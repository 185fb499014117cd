//! Database models for investments and monthly interest records.

use diesel::prelude::*;
use serde::{Deserialize, Serialize};

use nestegg_core::investments::{Investment, MonthlyInterest, RateType};

use crate::utils::{parse_date_tolerant, parse_datetime_tolerant, parse_decimal_tolerant};

fn parse_rate_type(value: &str) -> RateType {
    match value {
        "MONTHLY" => RateType::Monthly,
        "ANNUAL" => RateType::Annual,
        other => {
            log::error!("Unknown rate type '{}', falling back to ANNUAL", other);
            RateType::Annual
        }
    }
}

/// Database model for investments.
#[derive(
    Queryable,
    Identifiable,
    Insertable,
    AsChangeset,
    Selectable,
    PartialEq,
    Serialize,
    Deserialize,
    Debug,
    Clone,
)]
#[diesel(table_name = crate::schema::investments)]
#[diesel(check_for_backend(diesel::sqlite::Sqlite))]
#[serde(rename_all = "camelCase")]
pub struct InvestmentDB {
    pub id: String,
    pub user_id: String,
    pub name: String,
    pub initial_capital: String,
    pub current_capital: String,
    pub interest_rate: String,
    pub rate_type: String,
    pub start_date: String,
    pub profit_lock_period: i32,
    pub total_interest_earned: String,
    pub total_reinvested: String,
    pub total_expenses: String,
    pub created_at: String,
    pub updated_at: String,
}

/// Database model for monthly interest records.
#[derive(
    Queryable,
    Identifiable,
    Insertable,
    Associations,
    AsChangeset,
    Selectable,
    PartialEq,
    Serialize,
    Deserialize,
    Debug,
    Clone,
)]
#[diesel(belongs_to(InvestmentDB, foreign_key = investment_id))]
#[diesel(table_name = crate::schema::monthly_interests)]
#[diesel(check_for_backend(diesel::sqlite::Sqlite))]
#[serde(rename_all = "camelCase")]
pub struct MonthlyInterestDB {
    pub id: String,
    pub investment_id: String,
    pub month: String,
    pub amount: String,
    pub reinvested: bool,
    pub reinvested_amount: String,
    pub expenses_amount: String,
    pub confirmed: bool,
    pub confirmed_at: Option<String>,
    pub interest_rate: String,
    pub created_at: String,
}

// Conversion to domain models
impl From<InvestmentDB> for Investment {
    fn from(db: InvestmentDB) -> Self {
        Self {
            id: db.id,
            user_id: db.user_id,
            name: db.name,
            initial_capital: parse_decimal_tolerant(&db.initial_capital, "initial_capital"),
            current_capital: parse_decimal_tolerant(&db.current_capital, "current_capital"),
            interest_rate: parse_decimal_tolerant(&db.interest_rate, "interest_rate"),
            rate_type: parse_rate_type(&db.rate_type),
            start_date: parse_date_tolerant(&db.start_date, "start_date"),
            profit_lock_period: db.profit_lock_period,
            total_interest_earned: parse_decimal_tolerant(
                &db.total_interest_earned,
                "total_interest_earned",
            ),
            total_reinvested: parse_decimal_tolerant(&db.total_reinvested, "total_reinvested"),
            total_expenses: parse_decimal_tolerant(&db.total_expenses, "total_expenses"),
            created_at: parse_datetime_tolerant(&db.created_at, "investments.created_at"),
            updated_at: parse_datetime_tolerant(&db.updated_at, "investments.updated_at"),
        }
    }
}

impl From<MonthlyInterestDB> for MonthlyInterest {
    fn from(db: MonthlyInterestDB) -> Self {
        Self {
            id: db.id,
            investment_id: db.investment_id,
            month: parse_date_tolerant(&db.month, "month"),
            amount: parse_decimal_tolerant(&db.amount, "amount"),
            reinvested: db.reinvested,
            reinvested_amount: parse_decimal_tolerant(&db.reinvested_amount, "reinvested_amount"),
            expenses_amount: parse_decimal_tolerant(&db.expenses_amount, "expenses_amount"),
            confirmed: db.confirmed,
            confirmed_at: db
                .confirmed_at
                .map(|ts| parse_datetime_tolerant(&ts, "confirmed_at")),
            interest_rate: parse_decimal_tolerant(&db.interest_rate, "interest_rate"),
            created_at: parse_datetime_tolerant(&db.created_at, "monthly_interests.created_at"),
        }
    }
}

_ _ _ _

• Work request
Give all the records again. Match them exactly.

• Solved exercise
repository 185fb499014117cd
//! Database models for investments and monthly interest records.

use diesel::prelude::*;
use serde::{Deserialize, Serialize};

use nestegg_core::investments::{Investment, MonthlyInterest, RateType};

use crate::utils::{parse_date_tolerant, parse_datetime_tolerant, parse_decimal_tolerant};

fn parse_rate_type(value: &str) -> RateType {
    match value {
        "MONTHLY" => RateType::Monthly,
        "ANNUAL" => RateType::Annual,
        other => {
            log::error!("Unknown rate type '{}', falling back to ANNUAL", other);
            RateType::Annual
        }
    }
}

/// Database model for investments.
#[derive(
    Queryable,
    Identifiable,
    Insertable,
    AsChangeset,
    Selectable,
    PartialEq,
    Serialize,
    Deserialize,
    Debug,
    Clone,
)]
#[diesel(table_name = crate::schema::investments)]
#[diesel(check_for_backend(diesel::sqlite::Sqlite))]
#[serde(rename_all = "camelCase")]
pub struct InvestmentDB {
    pub id: String,
    pub user_id: String,
    pub name: String,
    pub initial_capital: String,
    pub current_capital: String,
    pub interest_rate: String,
    pub rate_type: String,
    pub start_date: String,
    pub profit_lock_period: i32,
    pub total_interest_earned: String,
    pub total_reinvested: String,
    pub total_expenses: String,
    pub created_at: String,
    pub updated_at: String,
}

/// Database model for monthly interest records.
#[derive(
    Queryable,
    Identifiable,
    Insertable,
    Associations,
    AsChangeset,
    Selectable,
    PartialEq,
    Serialize,
    Deserialize,
    Debug,
    Clone,
)]
#[diesel(belongs_to(InvestmentDB, foreign_key = investment_id))]
#[diesel(table_name = crate::schema::monthly_interests)]
#[diesel(check_for_backend(diesel::sqlite::Sqlite))]
#[serde(rename_all = "camelCase")]
pub struct MonthlyInterestDB {
    pub id: String,
    pub investment_id: String,
    pub month: String,
    pub amount: String,
    pub reinvested: bool,
    pub reinvested_amount: String,
    pub expenses_amount: String,
    pub confirmed: bool,
    pub confirmed_at: Option<String>,
    pub interest_rate: String,
    pub created_at: String,
}

// Conversion to domain models
impl From<InvestmentDB> for Investment {
    fn from(db: InvestmentDB) -> Self {
        Self {
            id: db.id,
            user_id: db.user_id,
            name: db.name,
            initial_capital: parse_decimal_tolerant(&db.initial_capital, "initial_capital"),
            current_capital: parse_decimal_tolerant(&db.current_capital, "current_capital"),
            interest_rate: parse_decimal_tolerant(&db.interest_rate, "interest_rate"),
            rate_type: parse_rate_type(&db.rate_type),
            start_date: parse_date_tolerant(&db.start_date, "start_date"),
            profit_lock_period: db.profit_lock_period,
            total_interest_earned: parse_decimal_tolerant(
                &db.total_interest_earned,
                "total_interest_earned",
            ),
            total_reinvested: parse_decimal_tolerant(&db.total_reinvested, "total_reinvested"),
            total_expenses: parse_decimal_tolerant(&db.total_expenses, "total_expenses"),
            created_at: parse_datetime_tolerant(&db.created_at, "investments.created_at"),
            updated_at: parse_datetime_tolerant(&db.updated_at, "investments.updated_at"),
        }
    }
}

impl From<MonthlyInterestDB> for MonthlyInterest {
    fn from(db: MonthlyInterestDB) -> Self {
        Self {
            id: db.id,
            investment_id: db.investment_id,
            month: parse_date_tolerant(&db.month, "month"),
            amount: parse_decimal_tolerant(&db.amount, "amount"),
            reinvested: db.reinvested,
            reinvested_amount: parse_decimal_tolerant(&db.reinvested_amount, "reinvested_amount"),
            expenses_amount: parse_decimal_tolerant(&db.expenses_amount, "expenses_amount"),
            confirmed: db.confirmed,
            confirmed_at: db
                .confirmed_at
                .map(|ts| parse_datetime_tolerant(&ts, "confirmed_at")),
            interest_rate: parse_decimal_tolerant(&db.interest_rate, "interest_rate"),
            created_at: parse_datetime_tolerant(&db.created_at, "monthly_interests.created_at"),
        }
    }
}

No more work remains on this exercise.